(Provided data)
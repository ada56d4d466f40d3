//! The mail store the engine reads commands from and writes entries into.
//!
//! Every operation names its folder explicitly. Implementations that sit on
//! a stateful session (IMAP `SELECT`) are responsible for selecting before
//! they act; the engine never relies on a previously selected folder.

pub mod imap;
pub mod memory;

use chrono::{DateTime, Utc};

use crate::error::Result;
use crate::models::{FolderPath, MessageId};

pub use imap::ImapStore;
pub use memory::MemoryStore;

/// Which folders `list` returns, relative to the folder it is given.
#[derive(Debug, Clone, Copy, PartialEq, Eq)]
pub enum ListPattern<'a> {
    /// Every folder below, at any depth (IMAP `*`).
    Descendants,
    /// Direct children only (IMAP `%`).
    Children,
    /// The direct child with exactly this name.
    Named(&'a str),
}

impl ListPattern<'_> {
    pub fn matches(&self, under: &FolderPath, candidate: &FolderPath) -> bool {
        match self {
            ListPattern::Descendants => candidate.is_descendant_of(under),
            ListPattern::Children => candidate.is_child_of(under),
            ListPattern::Named(name) => candidate.is_child_of(under) && candidate.name() == *name,
        }
    }
}

#[allow(async_fn_in_trait)]
pub trait MailStore {
    /// `Ok(false)` when the folder does not exist.
    async fn select(&self, folder: &FolderPath) -> Result<bool>;

    async fn create(&self, folder: &FolderPath) -> Result<()>;

    async fn subscribe(&self, folder: &FolderPath) -> Result<()>;

    async fn unsubscribe(&self, folder: &FolderPath) -> Result<()>;

    async fn delete(&self, folder: &FolderPath) -> Result<()>;

    /// Folders below `under`, sorted by path.
    async fn list(&self, under: &FolderPath, pattern: ListPattern<'_>) -> Result<Vec<FolderPath>>;

    /// Undeleted messages in `folder` whose `header` contains `needle`,
    /// compared case-insensitively as IMAP `SEARCH HEADER` does.
    async fn search_header(
        &self,
        folder: &FolderPath,
        header: &str,
        needle: &str,
    ) -> Result<Vec<MessageId>>;

    async fn fetch(&self, folder: &FolderPath, id: MessageId) -> Result<Vec<u8>>;

    async fn append(&self, folder: &FolderPath, raw: &[u8], timestamp: DateTime<Utc>)
        -> Result<()>;

    async fn copy(&self, folder: &FolderPath, id: MessageId, dest: &FolderPath) -> Result<()>;

    async fn flag_deleted(&self, folder: &FolderPath, id: MessageId) -> Result<()>;

    /// Permanently remove the messages flagged deleted in `folder`.
    async fn expunge(&self, folder: &FolderPath) -> Result<()>;
}

/// Select `folder`, creating and subscribing it first when it is missing.
///
/// Returns whether the folder had to be created.
pub async fn ensure_folder<S: MailStore>(store: &S, folder: &FolderPath) -> Result<bool> {
    if store.select(folder).await? {
        return Ok(false);
    }
    log::info!("Creating folder {}", folder);
    store.create(folder).await?;
    store.subscribe(folder).await?;
    Ok(true)
}
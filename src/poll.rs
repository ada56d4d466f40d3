use crate::config::{PollSettings, SyncSettings};
use crate::cycle::UpdateCycle;
use crate::error::Result;
use crate::feed::FeedSource;
use crate::store::MailStore;

/// Run update cycles back to back with `poll.interval` between them.
///
/// Cycles never overlap. A failed cycle is logged and the loop carries on,
/// unless `poll.exit_on_error` is set, in which case the error is returned.
/// Returns `Ok` only once `poll.max_cycles` cycles have run.
pub async fn run<S: MailStore, F: FeedSource>(
    store: &S,
    source: &F,
    settings: &SyncSettings,
    poll: PollSettings,
) -> Result<()> {
    let cycle = UpdateCycle::new(store, source, settings);
    let mut completed = 0usize;

    loop {
        match cycle.run().await {
            Ok(report) => log::info!(
                "Cycle done: {} commands, {} duplicates removed, {} OPML imported, \
                 {} feeds synced, {} failed, {} new entries",
                report.commands,
                report.duplicates_deleted,
                report.opml_imported,
                report.feeds_synced,
                report.feeds_failed,
                report.entries_appended
            ),
            Err(e) if poll.exit_on_error => {
                log::error!("Cycle failed, stopping: {}", e);
                return Err(e);
            }
            Err(e) => log::error!("Cycle failed: {}", e),
        }

        completed += 1;
        if poll.max_cycles.is_some_and(|max| completed >= max) {
            return Ok(());
        }
        tokio::time::sleep(poll.interval).await;
    }
}

#[cfg(test)]
mod tests {
    use std::time::Duration;

    use chrono::{DateTime, Utc};

    use super::*;
    use crate::error::Error;
    use crate::models::{Feed, FolderPath, MessageId};
    use crate::store::{ListPattern, MemoryStore};

    struct NoFeeds;

    impl FeedSource for NoFeeds {
        async fn fetch(&self, url: &str) -> Result<Feed> {
            Err(Error::feed(url, "offline"))
        }
    }

    /// A store whose every call fails, like a dropped connection.
    struct Unreachable;

    fn down<T>() -> Result<T> {
        Err(Error::Store("connection refused".into()))
    }

    impl MailStore for Unreachable {
        async fn select(&self, _: &FolderPath) -> Result<bool> {
            down()
        }
        async fn create(&self, _: &FolderPath) -> Result<()> {
            down()
        }
        async fn subscribe(&self, _: &FolderPath) -> Result<()> {
            down()
        }
        async fn unsubscribe(&self, _: &FolderPath) -> Result<()> {
            down()
        }
        async fn delete(&self, _: &FolderPath) -> Result<()> {
            down()
        }
        async fn list(&self, _: &FolderPath, _: ListPattern<'_>) -> Result<Vec<FolderPath>> {
            down()
        }
        async fn search_header(&self, _: &FolderPath, _: &str, _: &str) -> Result<Vec<MessageId>> {
            down()
        }
        async fn fetch(&self, _: &FolderPath, _: MessageId) -> Result<Vec<u8>> {
            down()
        }
        async fn append(&self, _: &FolderPath, _: &[u8], _: DateTime<Utc>) -> Result<()> {
            down()
        }
        async fn copy(&self, _: &FolderPath, _: MessageId, _: &FolderPath) -> Result<()> {
            down()
        }
        async fn flag_deleted(&self, _: &FolderPath, _: MessageId) -> Result<()> {
            down()
        }
        async fn expunge(&self, _: &FolderPath) -> Result<()> {
            down()
        }
    }

    fn settings() -> SyncSettings {
        SyncSettings::new("INBOX", "INBOX.rss2imap", '.', "me@example.com")
    }

    fn poll(exit_on_error: bool, max_cycles: Option<usize>) -> PollSettings {
        PollSettings {
            interval: Duration::from_millis(1),
            exit_on_error,
            max_cycles,
        }
    }

    #[tokio::test]
    async fn stops_after_max_cycles() {
        let store = MemoryStore::with_folders('.', &["INBOX"]);
        run(&store, &NoFeeds, &settings(), poll(true, Some(3)))
            .await
            .unwrap();
        assert!(store.folder_names().contains(&"INBOX.rss2imap".to_string()));
    }

    #[tokio::test]
    async fn exit_on_error_returns_the_failure() {
        let err = run(&Unreachable, &NoFeeds, &settings(), poll(true, None)).await;
        assert!(matches!(err, Err(Error::Store(_))));
    }

    #[tokio::test]
    async fn failures_are_logged_and_looping_continues() {
        run(&Unreachable, &NoFeeds, &settings(), poll(false, Some(2)))
            .await
            .unwrap();
    }
}
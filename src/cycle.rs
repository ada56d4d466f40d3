//! One pass of the engine: discover, dedupe, import, resolve, relocate, sync.

use crate::config::SyncSettings;
use crate::dedup::deduplicate;
use crate::error::Result;
use crate::feed::FeedSource;
use crate::models::{Command, CommandKind, FolderPath};
use crate::opml::{import_opml, parse_opml};
use crate::registry::discover;
use crate::resolve::FeedPathResolver;
use crate::store::{ensure_folder, ListPattern, MailStore};
use crate::sync::sync_entries;

/// Counters for one update cycle.
#[derive(Debug, Default, Clone, Copy, PartialEq, Eq)]
pub struct CycleReport {
    pub commands: usize,
    pub duplicates_deleted: usize,
    pub opml_imported: usize,
    pub feeds_synced: usize,
    pub feeds_failed: usize,
    pub entries_appended: usize,
}

pub struct UpdateCycle<'a, S, F> {
    store: &'a S,
    source: &'a F,
    settings: &'a SyncSettings,
}

impl<'a, S: MailStore, F: FeedSource> UpdateCycle<'a, S, F> {
    pub fn new(store: &'a S, source: &'a F, settings: &'a SyncSettings) -> Self {
        UpdateCycle {
            store,
            source,
            settings,
        }
    }

    /// Run one full pass.
    ///
    /// Fails only when the root folder cannot be set up or enumerated;
    /// everything finer-grained is logged and left for the next cycle.
    pub async fn run(&self) -> Result<CycleReport> {
        let root = &self.settings.root;
        ensure_folder(self.store, root).await?;

        let mut folders = vec![self.settings.inbox.clone(), root.clone()];
        folders.extend(self.store.list(root, ListPattern::Descendants).await?);

        let commands = discover(self.store, &folders).await;
        let mut report = CycleReport {
            commands: commands.len(),
            ..Default::default()
        };

        let (survivors, deleted) = deduplicate(self.store, commands).await;
        report.duplicates_deleted = deleted;

        let (opml, feeds): (Vec<Command>, Vec<Command>) = survivors
            .into_iter()
            .partition(|c| matches!(c.kind, CommandKind::Opml { .. }));

        for command in &opml {
            if self.import(command).await {
                report.opml_imported += 1;
            }
        }

        let mut resolver = FeedPathResolver::new(root.clone());
        for (url, group) in group_by_url(feeds) {
            match self.update_feed(&mut resolver, &url, &group).await {
                Ok(appended) => {
                    report.feeds_synced += 1;
                    report.entries_appended += appended;
                }
                Err(e) => {
                    log::warn!("Feed {} not updated this cycle: {}", url, e);
                    report.feeds_failed += 1;
                }
            }
        }

        Ok(report)
    }

    /// Import an OPML command and delete it. A payload that does not parse
    /// stays where it is.
    async fn import(&self, command: &Command) -> bool {
        let CommandKind::Opml { payload } = &command.kind else {
            return false;
        };
        let outlines = match parse_opml(payload) {
            Ok(outlines) => outlines,
            Err(e) => {
                log::warn!("OPML command {} in {}: {}", command.id, command.folder, e);
                return false;
            }
        };

        let stats = import_opml(
            self.store,
            self.source,
            &outlines,
            &self.settings.root,
            &self.settings.recipient,
        )
        .await;
        log::info!(
            "Imported OPML from {}: {} folders created, {} feeds subscribed, {} failures",
            command.folder,
            stats.folders_created,
            stats.commands_appended,
            stats.failed
        );

        if let Err(e) = self.remove(&command.folder, command).await {
            log::warn!("Failed to delete OPML command {}: {}", command.id, e);
        }
        true
    }

    async fn remove(&self, folder: &FolderPath, command: &Command) -> Result<()> {
        self.store.flag_deleted(folder, command.id).await?;
        self.store.expunge(folder).await
    }

    /// Fetch, resolve, relocate and sync one feed. Returns entries appended.
    async fn update_feed(
        &self,
        resolver: &mut FeedPathResolver,
        url: &str,
        commands: &[Command],
    ) -> Result<usize> {
        let feed = self.source.fetch(url).await?;
        let candidates: Vec<FolderPath> = commands.iter().map(|c| c.folder.clone()).collect();
        let folder = resolver
            .resolve(self.store, url, &candidates, feed.title())
            .await?;

        self.relocate(commands, &folder).await;

        let stats = sync_entries(self.store, &feed, &folder, &self.settings.recipient).await?;
        log::info!(
            "{} ({}): {} new, {} known, {} failed",
            feed.title(),
            folder,
            stats.appended,
            stats.skipped,
            stats.failed
        );
        Ok(stats.appended)
    }

    /// Move command messages into the feed folder so it carries its own
    /// subscription from now on.
    async fn relocate(&self, commands: &[Command], folder: &FolderPath) {
        let mut sources: Vec<&FolderPath> = Vec::new();
        for command in commands.iter().filter(|c| &c.folder != folder) {
            let moved = async {
                self.store.copy(&command.folder, command.id, folder).await?;
                self.store.flag_deleted(&command.folder, command.id).await
            };
            match moved.await {
                Ok(()) => {
                    log::info!("Moved command {} from {} to {}", command.id, command.folder, folder);
                    if !sources.contains(&&command.folder) {
                        sources.push(&command.folder);
                    }
                }
                Err(e) => log::warn!(
                    "Failed to move command {} from {} to {}: {}",
                    command.id,
                    command.folder,
                    folder,
                    e
                ),
            }
        }

        for source in sources {
            if let Err(e) = self.store.expunge(source).await {
                log::warn!("Failed to expunge {}: {}", source, e);
            }
        }
    }
}

/// Feed commands grouped by URL, groups in first-seen order.
fn group_by_url(commands: Vec<Command>) -> Vec<(String, Vec<Command>)> {
    let mut groups: Vec<(String, Vec<Command>)> = Vec::new();
    for command in commands {
        let Some(url) = command.feed_url().map(str::to_string) else {
            continue;
        };
        match groups.iter_mut().find(|(u, _)| *u == url) {
            Some((_, group)) => group.push(command),
            None => groups.push((url, vec![command])),
        }
    }
    groups
}
//! Error types for mathematical operations.

use thiserror::Error;

/// A specialized Result type for mathematical operations.
pub type MathResult<T> = Result<T, MathError>;

/// Errors that can occur during mathematical operations.
#[derive(Error, Debug, Clone, PartialEq)]
pub enum MathError {
    /// Insufficient data points for operation.
    #[error("Insufficient data: need at least {required}, got {actual}")]
    InsufficientData {
        /// Minimum required points.
        required: usize,
        /// Actual number of points.
        actual: usize,
    },

    /// Invalid input parameter.
    #[error("Invalid input: {reason}")]
    InvalidInput {
        /// Description of the invalid input.
        reason: String,
    },

    /// Probability outside the open unit interval.
    #[error("Invalid probability: {p} is outside (0, 1)")]
    InvalidProbability {
        /// The offending probability.
        p: f64,
    },

    /// Matrix or vector dimensions are incompatible.
    #[error("Incompatible dimensions: ({rows1}x{cols1}) and ({rows2}x{cols2})")]
    DimensionMismatch {
        /// Rows in first operand.
        rows1: usize,
        /// Columns in first operand.
        cols1: usize,
        /// Rows in second operand.
        rows2: usize,
        /// Columns in second operand.
        cols2: usize,
    },

    /// Matrix is not symmetric.
    #[error("Matrix is not symmetric at ({row}, {col})")]
    NotSymmetric {
        /// Row of the first asymmetric entry.
        row: usize,
        /// Column of the first asymmetric entry.
        col: usize,
    },

    /// A series has zero variance where a spread is required.
    #[error("Zero variance: {context}")]
    ZeroVariance {
        /// Where the degenerate series was encountered.
        context: String,
    },
}

impl MathError {
    /// Creates an invalid input error.
    #[must_use]
    pub fn invalid_input(reason: impl Into<String>) -> Self {
        Self::InvalidInput {
            reason: reason.into(),
        }
    }

    /// Creates an insufficient data error.
    #[must_use]
    pub fn insufficient_data(required: usize, actual: usize) -> Self {
        Self::InsufficientData { required, actual }
    }

    /// Creates a zero variance error.
    #[must_use]
    pub fn zero_variance(context: impl Into<String>) -> Self {
        Self::ZeroVariance {
            context: context.into(),
        }
    }
}
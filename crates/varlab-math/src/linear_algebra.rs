//! Linear algebra utilities.
//!
//! Small helpers over `nalgebra` used by portfolio aggregation.

use nalgebra::{DMatrix, DVector};

use crate::error::{MathError, MathResult};

/// Element-wise (Hadamard) product of two vectors.
pub fn hadamard(a: &DVector<f64>, b: &DVector<f64>) -> MathResult<DVector<f64>> {
    if a.len() != b.len() {
        return Err(MathError::DimensionMismatch {
            rows1: a.len(),
            cols1: 1,
            rows2: b.len(),
            cols2: 1,
        });
    }
    Ok(a.component_mul(b))
}

/// Evaluates the quadratic form `x · M · xᵀ`.
///
/// `x` is treated as a row vector.
///
/// # Example
///
/// ```rust
/// use nalgebra::{DMatrix, DVector};
/// use varlab_math::linear_algebra::quadratic_form;
///
/// let m = DMatrix::identity(2, 2);
/// let x = DVector::from_vec(vec![3.0, 4.0]);
/// assert_eq!(quadratic_form(&x, &m).unwrap(), 25.0);
/// ```
pub fn quadratic_form(x: &DVector<f64>, m: &DMatrix<f64>) -> MathResult<f64> {
    if m.nrows() != m.ncols() || m.nrows() != x.len() {
        return Err(MathError::DimensionMismatch {
            rows1: 1,
            cols1: x.len(),
            rows2: m.nrows(),
            cols2: m.ncols(),
        });
    }
    Ok((x.transpose() * m * x)[(0, 0)])
}

#[cfg(test)]
mod tests {
    use super::*;
    use approx::assert_relative_eq;

    #[test]
    fn test_hadamard() {
        let a = DVector::from_vec(vec![1.0, 2.0, 3.0]);
        let b = DVector::from_vec(vec![4.0, 5.0, 6.0]);
        let c = hadamard(&a, &b).unwrap();
        assert_eq!(c.as_slice(), &[4.0, 10.0, 18.0]);

        let short = DVector::from_vec(vec![1.0]);
        assert!(hadamard(&a, &short).is_err());
    }

    #[test]
    fn test_quadratic_form() {
        let m = DMatrix::from_row_slice(2, 2, &[1.0, 0.5, 0.5, 1.0]);
        let x = DVector::from_vec(vec![0.1, 0.2]);
        // 0.01 + 2 * 0.5 * 0.02 + 0.04
        assert_relative_eq!(quadratic_form(&x, &m).unwrap(), 0.07, epsilon = 1e-15);
    }

    #[test]
    fn test_quadratic_form_dimension_mismatch() {
        let m = DMatrix::identity(3, 3);
        let x = DVector::from_vec(vec![1.0, 2.0]);
        assert!(matches!(
            quadratic_form(&x, &m),
            Err(MathError::DimensionMismatch { .. })
        ));
    }
}
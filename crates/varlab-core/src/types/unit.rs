//! Unit of measure carried by a series.

use serde::{Deserialize, Serialize};
use std::fmt;

/// What the values of a [`Series`](crate::Series) represent.
#[derive(Debug, Clone, Copy, PartialEq, Eq, Hash, Serialize, Deserialize)]
#[serde(rename_all = "snake_case")]
pub enum UnitOfMeasure {
    /// Observed prices.
    Price,
    /// Classic (arithmetic) returns: `(now - prev) / prev`.
    ReturnClassic,
    /// Logarithmic returns: `ln(now / prev)`.
    ReturnLog,
}

impl UnitOfMeasure {
    /// Returns true for either return unit.
    #[must_use]
    pub fn is_return(&self) -> bool {
        matches!(self, Self::ReturnClassic | Self::ReturnLog)
    }

    /// Human readable description.
    #[must_use]
    pub fn description(&self) -> &'static str {
        match self {
            Self::Price => "price",
            Self::ReturnClassic => "classic return",
            Self::ReturnLog => "log return",
        }
    }
}

impl fmt::Display for UnitOfMeasure {
    fn fmt(&self, f: &mut fmt::Formatter<'_>) -> fmt::Result {
        f.write_str(self.description())
    }
}
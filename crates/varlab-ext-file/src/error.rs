//! File error types.

use thiserror::Error;
use varlab_risk::RiskError;

/// File operation result type.
pub type FileResult<T> = Result<T, FileError>;

/// Errors reading or writing varlab files.
#[derive(Debug, Error)]
pub enum FileError {
    /// Filesystem failure.
    #[error("I/O error: {0}")]
    Io(#[from] std::io::Error),

    /// CSV encoding or decoding failure.
    #[error("CSV error: {0}")]
    Csv(#[from] csv::Error),

    /// Well-formed CSV with unexpected content.
    #[error("Format error at line {line}: {reason}")]
    Format {
        /// One-based line number.
        line: usize,
        /// What is wrong.
        reason: String,
    },

    /// Content rejected when rebuilding the draw log.
    #[error("Invalid draw log: {0}")]
    Risk(#[from] RiskError),
}

impl FileError {
    /// Creates a format error.
    pub fn format(line: usize, reason: impl Into<String>) -> Self {
        Self::Format {
            line,
            reason: reason.into(),
        }
    }
}
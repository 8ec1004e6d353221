//! Named transforms applied to raw VaR numbers.

use std::fmt;
use std::sync::Arc;

use varlab_core::ReturnType;

/// Maps a raw VaR value (typically a return) to a domain quantity.
///
/// ```rust
/// use varlab_core::ReturnType;
/// use varlab_risk::Interpretation;
///
/// let delta = Interpretation::price_delta(ReturnType::Classic, 200.0);
/// assert_eq!(delta.apply(-0.05), -10.0);
/// ```
#[derive(Clone)]
pub struct Interpretation {
    name: String,
    transform: Arc<dyn Fn(f64) -> f64 + Send + Sync>,
}

impl Interpretation {
    /// Creates a named transform.
    pub fn new(
        name: impl Into<String>,
        transform: impl Fn(f64) -> f64 + Send + Sync + 'static,
    ) -> Self {
        Self {
            name: name.into(),
            transform: Arc::new(transform),
        }
    }

    /// Price reached from `reference_price` after a VaR return.
    #[must_use]
    pub fn price_level(return_type: ReturnType, reference_price: f64) -> Self {
        Self::new("Price", move |r| return_type.inverse(r, reference_price))
    }

    /// Price change from `reference_price` implied by a VaR return.
    #[must_use]
    pub fn price_delta(return_type: ReturnType, reference_price: f64) -> Self {
        Self::new("Price Delta", move |r| {
            return_type.inverse(r, reference_price) - reference_price
        })
    }

    /// Display name.
    #[must_use]
    pub fn name(&self) -> &str {
        &self.name
    }

    /// Applies the transform.
    #[must_use]
    pub fn apply(&self, value: f64) -> f64 {
        (self.transform)(value)
    }
}

impl fmt::Debug for Interpretation {
    fn fmt(&self, f: &mut fmt::Formatter<'_>) -> fmt::Result {
        f.debug_struct("Interpretation")
            .field("name", &self.name)
            .finish_non_exhaustive()
    }
}
//! Domain types.

mod sample;
mod series;
mod unit;

pub use sample::Sample;
pub use series::Series;
pub use unit::UnitOfMeasure;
(End Provided data)
- [Instructions to follow]: Whenever a line in the records above contains the string "messages", copy that line.

- [Answer box]:
    /// Undeleted messages in `folder` whose `header` contains `needle`,
    /// Permanently remove the messages flagged deleted in `folder`.
    /// Move command messages into the feed folder so it carries its own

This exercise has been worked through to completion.